:: Prompt ::
Print out the entire listing verbatim.

:: Source material ::
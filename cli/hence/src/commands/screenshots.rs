//! `hence screenshots` — manage the screenshot set of an existing project

use std::path::PathBuf;

use anyhow::{Result, bail};
use clap::{Args, Subcommand};
use hence_api::{ApiClient, FilePart};
use hence_auth::Settings;
use serde_json::{Value, json};

#[derive(Args)]
pub struct ScreenshotsArgs {
    /// UUID of the project
    pub project_id: String,

    #[command(subcommand)]
    pub action: ScreenshotAction,
}

#[derive(Subcommand)]
pub enum ScreenshotAction {
    /// List all screenshots
    List,
    /// Add a screenshot
    Add {
        /// Path to image file
        #[arg(long)]
        file: PathBuf,
        /// Caption text
        #[arg(long, default_value = "")]
        caption: String,
    },
    /// Update a screenshot's image or caption
    Update {
        /// UUID of the screenshot
        screenshot_id: String,
        /// New image file
        #[arg(long)]
        file: Option<PathBuf>,
        /// New caption text
        #[arg(long)]
        caption: Option<String>,
    },
    /// Remove a screenshot
    Remove {
        /// UUID of the screenshot
        screenshot_id: String,
    },
    /// Reorder screenshots
    Reorder {
        /// Screenshot UUIDs in desired order
        #[arg(required = true)]
        ids: Vec<String>,
    },
}

pub async fn run(args: ScreenshotsArgs, settings: Settings) -> Result<()> {
    let client = ApiClient::new(settings)?;
    let base = format!("/api/projects/{}/screenshots", args.project_id);

    match args.action {
        ScreenshotAction::List => list(&client, &base).await,
        ScreenshotAction::Add { file, caption } => add(&client, &base, file, caption).await,
        ScreenshotAction::Update {
            screenshot_id,
            file,
            caption,
        } => update(&client, &base, &screenshot_id, file, caption).await,
        ScreenshotAction::Remove { screenshot_id } => {
            remove(&client, &base, &screenshot_id).await
        }
        ScreenshotAction::Reorder { ids } => reorder(&client, &base, ids).await,
    }
}

async fn list(client: &ApiClient, base: &str) -> Result<()> {
    let response = client.get(base).await?;
    let screenshots = response["data"].as_array().cloned().unwrap_or_default();
    if screenshots.is_empty() {
        println!("No screenshots found.");
        return Ok(());
    }
    for s in &screenshots {
        println!(
            "{}  pos={}  \"{}\"  {}",
            field_str(s, "id"),
            s["position"],
            field_str(s, "caption"),
            field_str(s, "url"),
        );
    }
    Ok(())
}

async fn add(client: &ApiClient, base: &str, file: PathBuf, caption: String) -> Result<()> {
    let fields = if caption.is_empty() {
        vec![]
    } else {
        vec![("caption".to_string(), caption)]
    };
    let response = client
        .post_multipart(base, fields, vec![FilePart::new("file", file)])
        .await?;
    let s = &response["data"];
    println!(
        "Added screenshot: {}  pos={}  \"{}\"",
        field_str(s, "id"),
        s["position"],
        field_str(s, "caption"),
    );
    Ok(())
}

async fn update(
    client: &ApiClient,
    base: &str,
    screenshot_id: &str,
    file: Option<PathBuf>,
    caption: Option<String>,
) -> Result<()> {
    if file.is_none() && caption.is_none() {
        bail!("Provide at least --file or --caption.");
    }
    let fields = caption
        .map(|c| vec![("caption".to_string(), c)])
        .unwrap_or_default();
    let files = file
        .map(|f| vec![FilePart::new("file", f)])
        .unwrap_or_default();
    let response = client
        .patch_multipart(&format!("{base}/{screenshot_id}"), fields, files)
        .await?;
    let s = &response["data"];
    println!(
        "Updated: {}  pos={}  \"{}\"",
        field_str(s, "id"),
        s["position"],
        field_str(s, "caption"),
    );
    Ok(())
}

async fn remove(client: &ApiClient, base: &str, screenshot_id: &str) -> Result<()> {
    let response = client.delete(&format!("{base}/{screenshot_id}")).await?;
    let deleted = response["data"]["deleted"]
        .as_str()
        .unwrap_or(screenshot_id);
    println!("Removed: {deleted}");
    Ok(())
}

async fn reorder(client: &ApiClient, base: &str, ids: Vec<String>) -> Result<()> {
    let response = client
        .post_json(&format!("{base}/reorder"), &json!({"order": &ids}))
        .await?;
    let reordered: Vec<String> = response["data"]["reordered"]
        .as_array()
        .map(|a| {
            a.iter()
                .filter_map(Value::as_str)
                .map(String::from)
                .collect()
        })
        .unwrap_or(ids);
    println!("Reordered: {}", reordered.join(" "));
    Ok(())
}

fn field_str<'a>(value: &'a Value, key: &str) -> &'a str {
    value[key].as_str().unwrap_or("")
}
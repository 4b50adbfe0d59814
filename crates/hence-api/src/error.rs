//! Error types for API calls

/// Errors from authenticated resource calls.
#[derive(Debug, thiserror::Error)]
pub enum ApiError {
    /// Non-2xx response; `message` is the server's `{error}` string when the
    /// body parses as JSON, else the raw body.
    #[error("API returned {status} — {message}")]
    Api { status: u16, message: String },

    #[error("could not reach API: {0}")]
    Transport(String),

    #[error("invalid API response: {0}")]
    InvalidResponse(String),

    #[error(transparent)]
    Auth(#[from] hence_auth::Error),

    #[error("file not found: {0}")]
    FileNotFound(String),
}

/// Result alias for API operations.
pub type Result<T> = std::result::Result<T, ApiError>;

#[cfg(test)]
mod tests {
    use super::*;

    #[test]
    fn api_error_display_includes_status_and_message() {
        let err = ApiError::Api {
            status: 422,
            message: "title is required".into(),
        };
        assert_eq!(err.to_string(), "API returned 422 — title is required");
    }

    #[test]
    fn auth_errors_pass_through_their_message() {
        let err = ApiError::from(hence_auth::Error::NotAuthenticated);
        assert!(err.to_string().contains("hence auth"));
    }
}
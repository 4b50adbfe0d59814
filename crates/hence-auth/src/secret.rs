//! Secret wrapper for sensitive values

use std::fmt;

use serde::{Deserialize, Deserializer, Serialize, Serializer};
use zeroize::Zeroize;

/// Sensitive value - redacted in Debug/Display/logs, zeroized on drop.
///
/// Serde passes the inner value through unchanged so tokens can live in the
/// credential file; only the in-memory formatting is redacted.
pub struct Secret<T: Zeroize>(T);

impl<T: Zeroize> Secret<T> {
    /// Create a new secret value
    pub fn new(value: T) -> Self {
        Self(value)
    }

    /// Expose the inner value (use sparingly)
    pub fn expose(&self) -> &T {
        &self.0
    }
}

impl<T: Zeroize> fmt::Debug for Secret<T> {
    fn fmt(&self, f: &mut fmt::Formatter<'_>) -> fmt::Result {
        write!(f, "[REDACTED]")
    }
}

impl<T: Zeroize> fmt::Display for Secret<T> {
    fn fmt(&self, f: &mut fmt::Formatter<'_>) -> fmt::Result {
        write!(f, "[REDACTED]")
    }
}

impl<T: Zeroize> Drop for Secret<T> {
    fn drop(&mut self) {
        self.0.zeroize();
    }
}

impl<T: Zeroize + Clone> Clone for Secret<T> {
    fn clone(&self) -> Self {
        Self(self.0.clone())
    }
}

impl<T: Zeroize + Serialize> Serialize for Secret<T> {
    fn serialize<S: Serializer>(&self, serializer: S) -> Result<S::Ok, S::Error> {
        self.0.serialize(serializer)
    }
}

impl<'de, T: Zeroize + Deserialize<'de>> Deserialize<'de> for Secret<T> {
    fn deserialize<D: Deserializer<'de>>(deserializer: D) -> Result<Self, D::Error> {
        T::deserialize(deserializer).map(Self)
    }
}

:: Expected answer ::
filename cli/hence/src/commands/screenshots.rs
//! `hence screenshots` — manage the screenshot set of an existing project

use std::path::PathBuf;

use anyhow::{Result, bail};
use clap::{Args, Subcommand};
use hence_api::{ApiClient, FilePart};
use hence_auth::Settings;
use serde_json::{Value, json};

#[derive(Args)]
pub struct ScreenshotsArgs {
    /// UUID of the project
    pub project_id: String,

    #[command(subcommand)]
    pub action: ScreenshotAction,
}

#[derive(Subcommand)]
pub enum ScreenshotAction {
    /// List all screenshots
    List,
    /// Add a screenshot
    Add {
        /// Path to image file
        #[arg(long)]
        file: PathBuf,
        /// Caption text
        #[arg(long, default_value = "")]
        caption: String,
    },
    /// Update a screenshot's image or caption
    Update {
        /// UUID of the screenshot
        screenshot_id: String,
        /// New image file
        #[arg(long)]
        file: Option<PathBuf>,
        /// New caption text
        #[arg(long)]
        caption: Option<String>,
    },
    /// Remove a screenshot
    Remove {
        /// UUID of the screenshot
        screenshot_id: String,
    },
    /// Reorder screenshots
    Reorder {
        /// Screenshot UUIDs in desired order
        #[arg(required = true)]
        ids: Vec<String>,
    },
}

pub async fn run(args: ScreenshotsArgs, settings: Settings) -> Result<()> {
    let client = ApiClient::new(settings)?;
    let base = format!("/api/projects/{}/screenshots", args.project_id);

    match args.action {
        ScreenshotAction::List => list(&client, &base).await,
        ScreenshotAction::Add { file, caption } => add(&client, &base, file, caption).await,
        ScreenshotAction::Update {
            screenshot_id,
            file,
            caption,
        } => update(&client, &base, &screenshot_id, file, caption).await,
        ScreenshotAction::Remove { screenshot_id } => {
            remove(&client, &base, &screenshot_id).await
        }
        ScreenshotAction::Reorder { ids } => reorder(&client, &base, ids).await,
    }
}

async fn list(client: &ApiClient, base: &str) -> Result<()> {
    let response = client.get(base).await?;
    let screenshots = response["data"].as_array().cloned().unwrap_or_default();
    if screenshots.is_empty() {
        println!("No screenshots found.");
        return Ok(());
    }
    for s in &screenshots {
        println!(
            "{}  pos={}  \"{}\"  {}",
            field_str(s, "id"),
            s["position"],
            field_str(s, "caption"),
            field_str(s, "url"),
        );
    }
    Ok(())
}

async fn add(client: &ApiClient, base: &str, file: PathBuf, caption: String) -> Result<()> {
    let fields = if caption.is_empty() {
        vec![]
    } else {
        vec![("caption".to_string(), caption)]
    };
    let response = client
        .post_multipart(base, fields, vec![FilePart::new("file", file)])
        .await?;
    let s = &response["data"];
    println!(
        "Added screenshot: {}  pos={}  \"{}\"",
        field_str(s, "id"),
        s["position"],
        field_str(s, "caption"),
    );
    Ok(())
}

async fn update(
    client: &ApiClient,
    base: &str,
    screenshot_id: &str,
    file: Option<PathBuf>,
    caption: Option<String>,
) -> Result<()> {
    if file.is_none() && caption.is_none() {
        bail!("Provide at least --file or --caption.");
    }
    let fields = caption
        .map(|c| vec![("caption".to_string(), c)])
        .unwrap_or_default();
    let files = file
        .map(|f| vec![FilePart::new("file", f)])
        .unwrap_or_default();
    let response = client
        .patch_multipart(&format!("{base}/{screenshot_id}"), fields, files)
        .await?;
    let s = &response["data"];
    println!(
        "Updated: {}  pos={}  \"{}\"",
        field_str(s, "id"),
        s["position"],
        field_str(s, "caption"),
    );
    Ok(())
}

async fn remove(client: &ApiClient, base: &str, screenshot_id: &str) -> Result<()> {
    let response = client.delete(&format!("{base}/{screenshot_id}")).await?;
    let deleted = response["data"]["deleted"]
        .as_str()
        .unwrap_or(screenshot_id);
    println!("Removed: {deleted}");
    Ok(())
}

async fn reorder(client: &ApiClient, base: &str, ids: Vec<String>) -> Result<()> {
    let response = client
        .post_json(&format!("{base}/reorder"), &json!({"order": &ids}))
        .await?;
    let reordered: Vec<String> = response["data"]["reordered"]
        .as_array()
        .map(|a| {
            a.iter()
                .filter_map(Value::as_str)
                .map(String::from)
                .collect()
        })
        .unwrap_or(ids);
    println!("Reordered: {}", reordered.join(" "));
    Ok(())
}

fn field_str<'a>(value: &'a Value, key: &str) -> &'a str {
    value[key].as_str().unwrap_or("")
}
repository 4b50adbfe0d59814
filename crates/hence-api/src/error.rs
//! Error types for API calls

/// Errors from authenticated resource calls.
#[derive(Debug, thiserror::Error)]
pub enum ApiError {
    /// Non-2xx response; `message` is the server's `{error}` string when the
    /// body parses as JSON, else the raw body.
    #[error("API returned {status} — {message}")]
    Api { status: u16, message: String },

    #[error("could not reach API: {0}")]
    Transport(String),

    #[error("invalid API response: {0}")]
    InvalidResponse(String),

    #[error(transparent)]
    Auth(#[from] hence_auth::Error),

    #[error("file not found: {0}")]
    FileNotFound(String),
}

/// Result alias for API operations.
pub type Result<T> = std::result::Result<T, ApiError>;

#[cfg(test)]
mod tests {
    use super::*;

    #[test]
    fn api_error_display_includes_status_and_message() {
        let err = ApiError::Api {
            status: 422,
            message: "title is required".into(),
        };
        assert_eq!(err.to_string(), "API returned 422 — title is required");
    }

    #[test]
    fn auth_errors_pass_through_their_message() {
        let err = ApiError::from(hence_auth::Error::NotAuthenticated);
        assert!(err.to_string().contains("hence auth"));
    }
}
repository 4b50adbfe0d59814
filename crates/hence-auth/src/secret.rs
//! Secret wrapper for sensitive values

use std::fmt;

use serde::{Deserialize, Deserializer, Serialize, Serializer};
use zeroize::Zeroize;

/// Sensitive value - redacted in Debug/Display/logs, zeroized on drop.
///
/// Serde passes the inner value through unchanged so tokens can live in the
/// credential file; only the in-memory formatting is redacted.
pub struct Secret<T: Zeroize>(T);

impl<T: Zeroize> Secret<T> {
    /// Create a new secret value
    pub fn new(value: T) -> Self {
        Self(value)
    }

    /// Expose the inner value (use sparingly)
    pub fn expose(&self) -> &T {
        &self.0
    }
}

impl<T: Zeroize> fmt::Debug for Secret<T> {
    fn fmt(&self, f: &mut fmt::Formatter<'_>) -> fmt::Result {
        write!(f, "[REDACTED]")
    }
}

impl<T: Zeroize> fmt::Display for Secret<T> {
    fn fmt(&self, f: &mut fmt::Formatter<'_>) -> fmt::Result {
        write!(f, "[REDACTED]")
    }
}

impl<T: Zeroize> Drop for Secret<T> {
    fn drop(&mut self) {
        self.0.zeroize();
    }
}

impl<T: Zeroize + Clone> Clone for Secret<T> {
    fn clone(&self) -> Self {
        Self(self.0.clone())
    }
}

impl<T: Zeroize + Serialize> Serialize for Secret<T> {
    fn serialize<S: Serializer>(&self, serializer: S) -> Result<S::Ok, S::Error> {
        self.0.serialize(serializer)
    }
}

impl<'de, T: Zeroize + Deserialize<'de>> Deserialize<'de> for Secret<T> {
    fn deserialize<D: Deserializer<'de>>(deserializer: D) -> Result<Self, D::Error> {
        T::deserialize(deserializer).map(Self)
    }
}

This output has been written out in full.